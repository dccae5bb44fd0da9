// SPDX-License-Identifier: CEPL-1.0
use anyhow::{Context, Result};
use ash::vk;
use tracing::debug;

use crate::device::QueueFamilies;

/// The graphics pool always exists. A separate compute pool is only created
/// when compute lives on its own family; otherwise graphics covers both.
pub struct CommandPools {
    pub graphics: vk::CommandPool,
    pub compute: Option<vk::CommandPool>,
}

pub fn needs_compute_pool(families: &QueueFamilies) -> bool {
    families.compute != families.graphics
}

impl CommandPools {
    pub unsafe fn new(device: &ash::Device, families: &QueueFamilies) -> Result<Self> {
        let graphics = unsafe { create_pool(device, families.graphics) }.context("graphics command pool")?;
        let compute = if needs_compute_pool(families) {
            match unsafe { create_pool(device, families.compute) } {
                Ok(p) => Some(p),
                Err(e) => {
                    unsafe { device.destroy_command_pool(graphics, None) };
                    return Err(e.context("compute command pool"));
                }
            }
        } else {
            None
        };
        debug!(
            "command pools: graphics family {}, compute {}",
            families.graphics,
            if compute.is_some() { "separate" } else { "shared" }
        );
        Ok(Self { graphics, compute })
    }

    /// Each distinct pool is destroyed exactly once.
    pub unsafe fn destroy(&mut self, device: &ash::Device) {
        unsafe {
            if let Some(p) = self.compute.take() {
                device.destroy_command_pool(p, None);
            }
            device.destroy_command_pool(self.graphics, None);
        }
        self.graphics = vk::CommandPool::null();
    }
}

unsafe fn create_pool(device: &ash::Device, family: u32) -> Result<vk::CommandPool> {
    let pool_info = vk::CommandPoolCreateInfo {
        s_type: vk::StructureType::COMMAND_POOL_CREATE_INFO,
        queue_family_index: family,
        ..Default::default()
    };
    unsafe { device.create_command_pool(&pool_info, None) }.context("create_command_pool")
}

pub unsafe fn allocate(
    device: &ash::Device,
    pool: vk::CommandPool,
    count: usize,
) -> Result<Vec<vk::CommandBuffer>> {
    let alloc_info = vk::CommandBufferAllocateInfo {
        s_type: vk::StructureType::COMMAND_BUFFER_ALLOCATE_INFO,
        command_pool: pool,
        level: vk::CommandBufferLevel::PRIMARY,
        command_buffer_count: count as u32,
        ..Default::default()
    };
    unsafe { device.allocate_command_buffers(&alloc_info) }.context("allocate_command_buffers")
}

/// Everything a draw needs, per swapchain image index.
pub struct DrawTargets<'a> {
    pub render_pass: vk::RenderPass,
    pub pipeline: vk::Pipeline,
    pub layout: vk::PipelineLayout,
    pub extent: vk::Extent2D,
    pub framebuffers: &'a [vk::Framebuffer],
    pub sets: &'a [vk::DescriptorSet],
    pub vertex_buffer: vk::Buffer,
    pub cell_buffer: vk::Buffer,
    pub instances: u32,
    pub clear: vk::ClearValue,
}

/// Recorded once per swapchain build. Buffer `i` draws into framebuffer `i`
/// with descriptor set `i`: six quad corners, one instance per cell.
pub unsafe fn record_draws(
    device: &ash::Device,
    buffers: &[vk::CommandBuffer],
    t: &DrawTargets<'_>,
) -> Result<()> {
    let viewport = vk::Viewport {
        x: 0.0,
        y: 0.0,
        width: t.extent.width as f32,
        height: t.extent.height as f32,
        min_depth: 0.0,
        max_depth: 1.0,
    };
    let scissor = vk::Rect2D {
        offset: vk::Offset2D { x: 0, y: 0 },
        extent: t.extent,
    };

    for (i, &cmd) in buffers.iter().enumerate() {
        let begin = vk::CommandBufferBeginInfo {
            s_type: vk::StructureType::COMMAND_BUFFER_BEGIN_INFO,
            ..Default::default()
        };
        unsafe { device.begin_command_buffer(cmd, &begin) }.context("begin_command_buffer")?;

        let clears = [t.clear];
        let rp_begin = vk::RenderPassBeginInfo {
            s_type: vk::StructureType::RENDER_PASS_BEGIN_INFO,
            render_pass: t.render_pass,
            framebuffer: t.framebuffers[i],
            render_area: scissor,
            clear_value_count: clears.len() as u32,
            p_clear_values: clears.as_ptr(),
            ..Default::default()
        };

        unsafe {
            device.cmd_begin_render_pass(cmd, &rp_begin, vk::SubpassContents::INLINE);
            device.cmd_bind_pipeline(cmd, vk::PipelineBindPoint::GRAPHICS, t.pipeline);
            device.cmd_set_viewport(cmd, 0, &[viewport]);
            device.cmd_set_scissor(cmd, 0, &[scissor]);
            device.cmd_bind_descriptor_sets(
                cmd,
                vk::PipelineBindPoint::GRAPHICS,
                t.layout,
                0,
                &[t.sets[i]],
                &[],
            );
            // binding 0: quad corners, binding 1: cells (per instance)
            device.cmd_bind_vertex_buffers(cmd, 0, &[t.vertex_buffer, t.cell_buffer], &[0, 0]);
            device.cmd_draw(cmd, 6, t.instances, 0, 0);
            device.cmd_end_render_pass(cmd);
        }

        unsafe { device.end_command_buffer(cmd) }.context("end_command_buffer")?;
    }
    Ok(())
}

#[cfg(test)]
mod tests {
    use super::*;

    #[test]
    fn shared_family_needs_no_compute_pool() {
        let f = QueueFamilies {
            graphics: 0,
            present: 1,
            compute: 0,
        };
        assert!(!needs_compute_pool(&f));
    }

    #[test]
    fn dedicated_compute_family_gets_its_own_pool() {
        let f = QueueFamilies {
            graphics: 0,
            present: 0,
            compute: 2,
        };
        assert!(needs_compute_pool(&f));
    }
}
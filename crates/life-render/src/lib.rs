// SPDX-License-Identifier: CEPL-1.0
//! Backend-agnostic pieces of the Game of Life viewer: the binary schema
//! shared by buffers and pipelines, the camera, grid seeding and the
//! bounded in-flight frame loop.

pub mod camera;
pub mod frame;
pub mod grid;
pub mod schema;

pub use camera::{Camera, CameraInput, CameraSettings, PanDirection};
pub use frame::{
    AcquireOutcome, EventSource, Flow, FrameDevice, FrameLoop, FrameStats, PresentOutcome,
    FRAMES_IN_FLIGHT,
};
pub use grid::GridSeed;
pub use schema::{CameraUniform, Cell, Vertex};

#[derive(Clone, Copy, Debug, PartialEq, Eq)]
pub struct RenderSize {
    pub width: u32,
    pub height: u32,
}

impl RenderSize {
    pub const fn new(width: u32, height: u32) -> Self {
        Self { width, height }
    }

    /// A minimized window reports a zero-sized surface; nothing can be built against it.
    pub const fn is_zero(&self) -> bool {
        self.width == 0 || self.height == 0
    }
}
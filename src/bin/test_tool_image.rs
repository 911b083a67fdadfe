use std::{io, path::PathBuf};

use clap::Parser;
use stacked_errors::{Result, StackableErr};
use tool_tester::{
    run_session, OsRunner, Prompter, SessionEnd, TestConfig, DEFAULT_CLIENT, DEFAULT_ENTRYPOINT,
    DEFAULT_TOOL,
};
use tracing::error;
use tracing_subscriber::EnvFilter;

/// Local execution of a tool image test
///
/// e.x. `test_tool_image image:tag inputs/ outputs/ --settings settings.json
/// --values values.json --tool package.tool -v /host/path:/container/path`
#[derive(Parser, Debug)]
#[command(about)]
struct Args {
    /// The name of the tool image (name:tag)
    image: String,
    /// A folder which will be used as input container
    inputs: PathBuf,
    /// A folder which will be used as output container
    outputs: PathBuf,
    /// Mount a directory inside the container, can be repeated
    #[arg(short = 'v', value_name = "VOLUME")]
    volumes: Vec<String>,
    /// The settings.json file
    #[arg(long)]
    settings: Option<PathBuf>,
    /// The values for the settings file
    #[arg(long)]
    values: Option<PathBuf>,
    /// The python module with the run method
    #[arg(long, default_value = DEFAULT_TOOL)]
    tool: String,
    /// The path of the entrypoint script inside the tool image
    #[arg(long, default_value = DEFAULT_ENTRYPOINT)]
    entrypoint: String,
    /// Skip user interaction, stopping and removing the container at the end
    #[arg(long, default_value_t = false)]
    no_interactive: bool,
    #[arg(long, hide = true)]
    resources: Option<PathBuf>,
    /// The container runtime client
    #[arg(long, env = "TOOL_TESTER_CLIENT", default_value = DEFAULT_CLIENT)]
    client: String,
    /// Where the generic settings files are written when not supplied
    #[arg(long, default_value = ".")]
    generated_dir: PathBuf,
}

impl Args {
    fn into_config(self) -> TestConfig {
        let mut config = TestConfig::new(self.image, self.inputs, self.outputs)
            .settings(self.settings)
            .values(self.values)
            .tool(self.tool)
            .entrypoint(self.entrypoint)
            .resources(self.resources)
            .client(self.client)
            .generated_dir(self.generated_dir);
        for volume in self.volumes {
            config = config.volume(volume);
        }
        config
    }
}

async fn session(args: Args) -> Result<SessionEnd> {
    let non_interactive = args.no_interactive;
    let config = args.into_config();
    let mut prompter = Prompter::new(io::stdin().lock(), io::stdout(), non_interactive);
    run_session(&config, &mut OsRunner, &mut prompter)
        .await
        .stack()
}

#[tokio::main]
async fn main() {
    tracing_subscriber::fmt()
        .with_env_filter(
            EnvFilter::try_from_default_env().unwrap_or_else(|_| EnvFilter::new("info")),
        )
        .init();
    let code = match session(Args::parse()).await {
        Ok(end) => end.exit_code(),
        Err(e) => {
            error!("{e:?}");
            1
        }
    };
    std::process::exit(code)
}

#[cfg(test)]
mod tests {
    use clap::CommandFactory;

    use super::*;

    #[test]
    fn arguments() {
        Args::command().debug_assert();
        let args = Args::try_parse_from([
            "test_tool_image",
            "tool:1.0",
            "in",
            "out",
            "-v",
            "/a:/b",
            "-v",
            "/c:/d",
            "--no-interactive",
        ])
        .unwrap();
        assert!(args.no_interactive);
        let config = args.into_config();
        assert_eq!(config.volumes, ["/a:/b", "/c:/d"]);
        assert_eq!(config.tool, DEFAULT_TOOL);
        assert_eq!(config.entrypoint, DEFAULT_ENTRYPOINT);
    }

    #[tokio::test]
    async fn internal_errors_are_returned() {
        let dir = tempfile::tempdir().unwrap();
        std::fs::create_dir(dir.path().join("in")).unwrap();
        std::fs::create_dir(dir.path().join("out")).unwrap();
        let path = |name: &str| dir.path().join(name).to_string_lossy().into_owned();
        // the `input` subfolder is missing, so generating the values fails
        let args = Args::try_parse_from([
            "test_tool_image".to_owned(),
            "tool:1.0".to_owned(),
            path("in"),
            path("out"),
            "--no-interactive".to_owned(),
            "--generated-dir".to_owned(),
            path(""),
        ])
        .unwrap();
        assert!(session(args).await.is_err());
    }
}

### Description of the task
Report each line above containing the string "framebuffers".

### Answer to this exercise
    pub framebuffers: &'a [vk::Framebuffer],
            framebuffer: t.framebuffers[i],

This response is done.